As shown in Fig. 6, the key idea of the conjecture is to account
neurotransmitter concentration, neurotransmitter generation and
neurotransmitter removal rates as the important quantities in executing
the detection task, while referring to the measured electrical
potentials as a side effect that only in certain conditions coincide
with the functional purpose of each step. The detection scheme is
similar to a radar-like "energy detection" because it includes signal
squaring, temporal summation and a threshold switch mechanism, just like
the energy detector, but it also includes a unit that emphasizes
stimulus edges and a variable memory length (variable memory). According
to this conjecture, the physiological equivalent of the energy test
statistics is neurotransmitter concentration, and the firing rate
corresponds to neurotransmitter current.

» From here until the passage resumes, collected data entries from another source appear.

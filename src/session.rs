//! Authenticated session
//!
//! A `Session` is created when login succeeds (or saved credentials are
//! resumed) and torn down on logout. It owns the credentials, the chat
//! controller and the poll task.

use crate::messaging::ChatController;
use crate::poller::{PollHandle, Poller};
use crate::storage::{CredentialStore, Credentials, Settings};
use crate::transport::{Gateway, HttpGateway};
use crate::{Error, Result};
use std::sync::Arc;
use std::time::Duration;
use tracing::{info, warn};

/// Message shown when the gateway rejects the credentials
pub const INVALID_CREDENTIALS: &str =
    "Invalid credentials. Check idInstance and apiTokenInstance.";

/// Context object for one logged-in instance
pub struct Session {
    credentials: Credentials,
    controller: ChatController,
    poll_interval: Duration,
    poller: Option<PollHandle>,
}

impl Session {
    /// Verify credentials against the gateway and persist them
    ///
    /// Credentials are saved only after the gateway accepts them.
    pub async fn login(
        settings: &Settings,
        credential_store: &CredentialStore,
        credentials: Credentials,
    ) -> Result<Self> {
        let gateway = HttpGateway::new(settings, &credentials)?;
        Self::login_with_gateway(settings, credential_store, credentials, Arc::new(gateway)).await
    }

    /// `login` with an explicit gateway
    pub async fn login_with_gateway(
        settings: &Settings,
        credential_store: &CredentialStore,
        credentials: Credentials,
        gateway: Arc<dyn Gateway>,
    ) -> Result<Self> {
        credentials.validate()?;

        if let Err(e) = gateway.check_auth().await {
            warn!("Login rejected for instance {}: {}", credentials.id_instance, e);
            return Err(match e {
                Error::Transport { status, payload, .. } => Error::Transport {
                    message: INVALID_CREDENTIALS.to_string(),
                    status,
                    payload,
                },
                other => other,
            });
        }

        credential_store.save(&credentials)?;
        info!("Logged in to instance {}", credentials.id_instance);

        Ok(Self::with_gateway(credentials, gateway, settings))
    }

    /// Rebuild a session from saved credentials without a round trip
    pub fn resume(settings: &Settings, credential_store: &CredentialStore) -> Result<Option<Self>> {
        let Some(credentials) = credential_store.load()? else {
            return Ok(None);
        };

        let gateway = HttpGateway::new(settings, &credentials)?;
        info!("Resumed session for instance {}", credentials.id_instance);
        Ok(Some(Self::with_gateway(credentials, Arc::new(gateway), settings)))
    }

    /// Build a session around an existing gateway
    pub fn with_gateway(credentials: Credentials, gateway: Arc<dyn Gateway>, settings: &Settings) -> Self {
        Self {
            credentials,
            controller: ChatController::new(gateway, settings.history_count),
            poll_interval: settings.poll_interval(),
            poller: None,
        }
    }

    /// Start the recurring notification poll (requires a tokio runtime)
    pub fn start_polling(&mut self) {
        if self.is_polling() {
            return;
        }
        self.poller = Some(Poller::new(self.controller.clone(), self.poll_interval).start());
    }

    /// Cancel the notification poll
    pub fn stop_polling(&mut self) {
        if let Some(poller) = self.poller.take() {
            poller.stop();
        }
    }

    /// Whether the poll task is running
    pub fn is_polling(&self) -> bool {
        self.poller.as_ref().is_some_and(|p| !p.is_finished())
    }

    /// Stop polling and forget the saved credentials
    pub fn logout(mut self, credential_store: &CredentialStore) -> Result<()> {
        self.stop_polling();
        credential_store.clear()?;
        info!("Logged out of instance {}", self.credentials.id_instance);
        Ok(())
    }

    /// Credentials of this session
    pub fn credentials(&self) -> &Credentials {
        &self.credentials
    }

    /// Chat controller of this session
    pub fn controller(&self) -> &ChatController {
        &self.controller
    }
}

impl Drop for Session {
    fn drop(&mut self) {
        self.stop_polling();
    }
}
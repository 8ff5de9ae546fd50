//! Chat view screen rendering

use ratatui::{
    layout::{Alignment, Constraint, Direction, Layout},
    style::{Color, Modifier, Style},
    text::{Line, Span},
    widgets::{Block, Borders, Paragraph},
    Frame,
};
use crate::storage::Message;
use crate::tui::app::App;
use super::helpers::{error_banner, format_timestamp, history_label};

/// Renders the screen

pub fn render_chat_view(f: &mut Frame, app: &App) {
    let size = f.size();

    if let Some(screen) = &app.chat_view_screen {
        // A draft chat has no conversation until the first send
        let conversation = app.snapshot.conversation(&screen.counterpart_id);
        let messages: &[Message] = conversation.map(|c| c.messages.as_slice()).unwrap_or(&[]);

        // Create layout
        let chunks = Layout::default()
            .direction(Direction::Vertical)
            .margin(2)
            .constraints([
                Constraint::Length(3),  // Title
                Constraint::Min(5),     // Message history
                Constraint::Length(3),  // Input box
                Constraint::Length(3),  // Status/Help
            ])
            .split(size);

        // Title
        let state = conversation
            .map(|c| history_label(c.history))
            .unwrap_or("new chat");
        let title = Paragraph::new(format!("Chat with {} ({})", screen.counterpart_id, state))
            .style(
                Style::default()
                    .fg(Color::Cyan)
                    .add_modifier(Modifier::BOLD),
            )
            .alignment(Alignment::Center)
            .block(Block::default().borders(Borders::ALL));
        f.render_widget(title, chunks[0]);

        // Message history
        if messages.is_empty() {
            let empty_msg = Paragraph::new("No messages yet. Type a message below and press Enter to send.")
                .style(Style::default().fg(Color::DarkGray))
                .alignment(Alignment::Center)
                .block(Block::default().borders(Borders::ALL).title("Messages"));
            f.render_widget(empty_msg, chunks[1]);
        } else {
            // Window anchored at the newest message, shifted back by scroll offset
            let total_messages = messages.len();
            let visible_height = chunks[1].height.saturating_sub(2) as usize; // Subtract borders
            let end_idx = total_messages.saturating_sub(screen.scroll_offset).max(1);
            let start_idx = end_idx.saturating_sub(visible_height);

            let message_lines: Vec<Line> = messages[start_idx..end_idx]
                .iter()
                .map(|msg| {
                    let sender_color = if msg.is_outgoing() { Color::Green } else { Color::Blue };

                    Line::from(vec![
                        Span::styled(
                            format!("[{}] ", format_timestamp(msg.timestamp)),
                            Style::default().fg(Color::DarkGray),
                        ),
                        Span::styled(
                            format!("{}: ", msg.sender_label()),
                            Style::default().fg(sender_color).add_modifier(Modifier::BOLD),
                        ),
                        Span::styled(msg.text.as_str(), Style::default().fg(Color::White)),
                    ])
                })
                .collect();

            let messages_widget = Paragraph::new(message_lines)
                .block(
                    Block::default()
                        .borders(Borders::ALL)
                        .title(format!("Messages ({}/{})", end_idx, total_messages)),
                );
            f.render_widget(messages_widget, chunks[1]);
        }

        // Input box
        let input_widget = Paragraph::new(screen.input.as_str())
            .style(Style::default().fg(Color::Yellow))
            .block(
                Block::default()
                    .borders(Borders::ALL)
                    .title("Type your message"),
            );
        f.render_widget(input_widget, chunks[2]);

        // Error, then status, then help
        if let Some(error) = &app.snapshot.error {
            f.render_widget(error_banner(error), chunks[3]);
        } else {
            let help_text = screen
                .status_message
                .clone()
                .unwrap_or_else(|| "Enter: Send | ↑↓: Scroll | Esc: Back to Chat List".to_string());
            let help = Paragraph::new(help_text)
                .style(Style::default().fg(Color::DarkGray))
                .alignment(Alignment::Center)
                .block(Block::default().borders(Borders::ALL));
            f.render_widget(help, chunks[3]);
        }
    }
}
//! Screen state structures for TUI

use crate::protocol::validate_phone_number;
use crate::storage::Credentials;
use crate::tui::clipboard::ClipboardProvider;
use crate::tui::types::LoginField;

/// Login screen state
#[derive(Debug)]
pub struct LoginScreen {
    /// idInstance input
    pub id_instance: String,
    /// apiTokenInstance input
    pub api_token: String,
    /// Field receiving keystrokes
    pub focused: LoginField,
    /// Login or validation error
    pub error: Option<String>,
}

impl LoginScreen {
    /// Create new login screen
    pub fn new() -> Self {
        Self {
            id_instance: String::new(),
            api_token: String::new(),
            focused: LoginField::IdInstance,
            error: None,
        }
    }

    fn focused_input(&mut self) -> &mut String {
        match self.focused {
            LoginField::IdInstance => &mut self.id_instance,
            LoginField::ApiToken => &mut self.api_token,
        }
    }

    /// Add character to the focused field
    pub fn add_char(&mut self, c: char) {
        self.focused_input().push(c);
    }

    /// Remove last character from the focused field
    pub fn backspace(&mut self) {
        self.focused_input().pop();
    }

    /// Switch focus to the other field
    pub fn toggle_field(&mut self) {
        self.focused = self.focused.toggle();
    }

    /// Replace the focused field with clipboard text
    pub fn paste_from(&mut self, clipboard: &mut dyn ClipboardProvider) {
        match clipboard.paste_value() {
            Ok(value) => {
                *self.focused_input() = value;
                self.error = None;
            }
            Err(e) => self.error = Some(format!("Failed to paste: {}", e)),
        }
    }

    /// Credentials from the inputs, or a validation message
    pub fn credentials(&mut self) -> Option<Credentials> {
        let credentials = Credentials::new(&self.id_instance, &self.api_token);
        match credentials.validate() {
            Ok(()) => Some(credentials),
            Err(e) => {
                self.error = Some(e.to_string());
                None
            }
        }
    }

    /// Set error message
    pub fn set_error(&mut self, message: String) {
        self.error = Some(message);
    }
}

impl Default for LoginScreen {
    fn default() -> Self {
        Self::new()
    }
}

/// Chat List screen state
#[derive(Debug, Default)]
pub struct ChatListScreen {
    /// Currently selected conversation index
    pub selected_index: usize,
    /// Status message
    pub status_message: Option<String>,
}

impl ChatListScreen {
    /// Create new chat list screen
    pub fn new() -> Self {
        Self::default()
    }

    /// Move selection down (wraps)
    pub fn next(&mut self, chat_count: usize) {
        if chat_count > 0 {
            self.selected_index = (self.selected_index + 1) % chat_count;
        }
    }

    /// Move selection up (wraps)
    pub fn previous(&mut self, chat_count: usize) {
        if chat_count > 0 {
            if self.selected_index > 0 {
                self.selected_index -= 1;
            } else {
                self.selected_index = chat_count - 1;
            }
        }
    }

    /// Keep the selection inside the list after it changes size
    pub fn clamp(&mut self, chat_count: usize) {
        if self.selected_index >= chat_count {
            self.selected_index = chat_count.saturating_sub(1);
        }
    }

    /// Set status message
    pub fn set_status(&mut self, message: String) {
        self.status_message = Some(message);
    }

    /// Clear status message
    pub fn clear_status(&mut self) {
        self.status_message = None;
    }
}

/// New chat screen state (recipient entry)
#[derive(Debug, Default)]
pub struct NewChatScreen {
    /// Recipient number input
    pub input: String,
    /// Validation error
    pub error: Option<String>,
}

impl NewChatScreen {
    /// Create new chat screen
    pub fn new() -> Self {
        Self::default()
    }

    /// Add a digit to the number (other characters are ignored)
    pub fn add_char(&mut self, c: char) {
        if c.is_ascii_digit() {
            self.input.push(c);
        }
    }

    /// Remove last digit
    pub fn backspace(&mut self) {
        self.input.pop();
    }

    /// Validated recipient number, or `None` with `error` set
    pub fn recipient(&mut self) -> Option<String> {
        match validate_phone_number(&self.input) {
            Ok(()) => {
                self.error = None;
                Some(self.input.clone())
            }
            Err(e) => {
                self.error = Some(e.to_string());
                None
            }
        }
    }
}

/// Chat View screen state
#[derive(Debug)]
pub struct ChatViewScreen {
    /// Counterpart phone number
    pub counterpart_id: String,
    /// Input buffer for message composition
    pub input: String,
    /// Messages scrolled back from the newest (0 = follow newest)
    pub scroll_offset: usize,
    /// Status message
    pub status_message: Option<String>,
}

impl ChatViewScreen {
    /// Create new chat view screen
    pub fn new(counterpart_id: String) -> Self {
        Self {
            counterpart_id,
            input: String::new(),
            scroll_offset: 0,
            status_message: None,
        }
    }

    /// Add character to input
    pub fn add_char(&mut self, c: char) {
        self.input.push(c);
    }

    /// Remove last character from input
    pub fn backspace(&mut self) {
        self.input.pop();
    }

    /// Clear input buffer
    pub fn clear_input(&mut self) {
        self.input.clear();
    }

    /// Scroll towards older messages
    pub fn scroll_up(&mut self, max_offset: usize) {
        if self.scroll_offset < max_offset {
            self.scroll_offset += 1;
        }
    }

    /// Scroll towards newer messages
    pub fn scroll_down(&mut self) {
        self.scroll_offset = self.scroll_offset.saturating_sub(1);
    }

    /// Set status message
    pub fn set_status(&mut self, message: String) {
        self.status_message = Some(message);
    }
}
use crate::peer::error::PeerError;

pub const PSTR: &str = "BitTorrent protocol";

/// Reserved bytes, info hash and peer id following the protocol string.
pub const HANDSHAKE_TAIL_LEN: usize = 8 + 20 + 20;

/// `<pstrlen><pstr><reserved><info_hash><peer_id>`
#[derive(Debug, Clone, PartialEq, Eq)]
pub struct Handshake {
    pub pstr: Vec<u8>,
    pub infohash: [u8; 20],
    pub peer_id: [u8; 20],
}

impl Handshake {
    pub fn new(infohash: [u8; 20], peer_id: [u8; 20]) -> Self {
        Self {
            pstr: PSTR.as_bytes().to_vec(),
            infohash,
            peer_id,
        }
    }

    /// Total encoded size for a protocol string of `pstr_len` bytes.
    pub fn encoded_len(pstr_len: usize) -> usize {
        1 + pstr_len + HANDSHAKE_TAIL_LEN
    }

    pub fn serialize(&self) -> Vec<u8> {
        let mut buf = Vec::with_capacity(Self::encoded_len(self.pstr.len()));
        buf.push(self.pstr.len() as u8);
        buf.extend_from_slice(&self.pstr);
        buf.extend_from_slice(&[0u8; 8]);
        buf.extend_from_slice(&self.infohash);
        buf.extend_from_slice(&self.peer_id);
        buf
    }

    /// Parses a handshake whose protocol string length is whatever the
    /// first byte says. Reserved bytes are ignored.
    pub fn deserialize(buf: &[u8]) -> Result<Self, PeerError> {
        let Some(&pstr_len) = buf.first() else {
            return Err(PeerError::Truncated {
                expected: 1,
                received: 0,
            });
        };
        let pstr_len = pstr_len as usize;
        if pstr_len == 0 {
            return Err(PeerError::InvalidHandshake("protocol string length is zero"));
        }

        let expected = Self::encoded_len(pstr_len);
        if buf.len() < expected {
            return Err(PeerError::Truncated {
                expected,
                received: buf.len(),
            });
        }

        let pstr = buf[1..1 + pstr_len].to_vec();
        let tail = &buf[1 + pstr_len..expected];

        let mut infohash = [0u8; 20];
        infohash.copy_from_slice(&tail[8..28]);
        let mut peer_id = [0u8; 20];
        peer_id.copy_from_slice(&tail[28..48]);

        Ok(Self {
            pstr,
            infohash,
            peer_id,
        })
    }
}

The advantage of this
interpretation is that it leads to a unit consistent explanation which
allows to bridge between electrophysiological measurements, biochemical
measurements and psychophysical results.
The evidence reviewed in suggest the following association between functionality to histological classification:
- Stimulus squaring is likely to be performed by receptor cells.
- Stimulus edge emphasizing and signal transduction is performed by neurons.
- Temporal accumulation of neurotransmitters is performed by glial
cells. Short term neurotransmitter accumulation is likely to occur also
in some types of neurons.
- Logical switching is executed by glial cells, and it results from
exceeding a threshold level of neurotransmitter concentration. This
threshold crossing is also accompanied by a change in neurotransmitter
leak rate.
- Physical all-or-non movement switching is due to muscle cells and
results from exceeding a certain neurotransmitter concentration
threshold on muscle surroundings.
Note that although the electrophysiological signals in Fig.6 are
often similar to the functional signal (signal power / neurotransmitter
concentration / muscle force), there are some stages in which the
electrical observation is different from the functional purpose of the
corresponding step. In particular, Nossenson et al. suggested that glia
threshold crossing has a completely different functional operation
compared to the radiated electrophysiological signal, and that the
latter might only be a side effect of glia break.
General comments regarding the modern perspective of scientific and engineering models
- The
models above are still idealizations. Corrections must be made for the
increased membrane surface area given by numerous dendritic spines,
temperatures significantly hotter than room-temperature experimental
data, and nonuniformity in the cell's internal structure.
Certain observed effects do not fit into some of these models. For
instance, the temperature cycling (with minimal net temperature
increase) of the cell membrane during action potential propagation not
compatible with models which rely on modeling the membrane as a
resistance which must dissipate energy when current flows through it.
The transient thickening of the cell membrane during action potential
propagation is also not predicted by these models, nor is the changing
capacitance and voltage spike that results from this thickening
incorporated into these models. The action of some anesthetics such as
inert gases is problematic for these models as well. New models, such as
the soliton model attempt to explain these phenomena, but are less developed than older models and have yet to be widely applied.
- Modern views regarding of the role of the scientific model suggest
that "All models are wrong but some are useful" (Box and Draper, 1987,
Gribbin, 2009; Paninski et al., 2009).
- Recent conjecture suggests that each neuron might function as a
collection of independent threshold units. It is suggested that a neuron
could be anisotropically activated following the origin of its arriving
signals to the membrane, via its dendritic trees. The spike waveform
was also proposed to be dependent on the origin of the stimulus.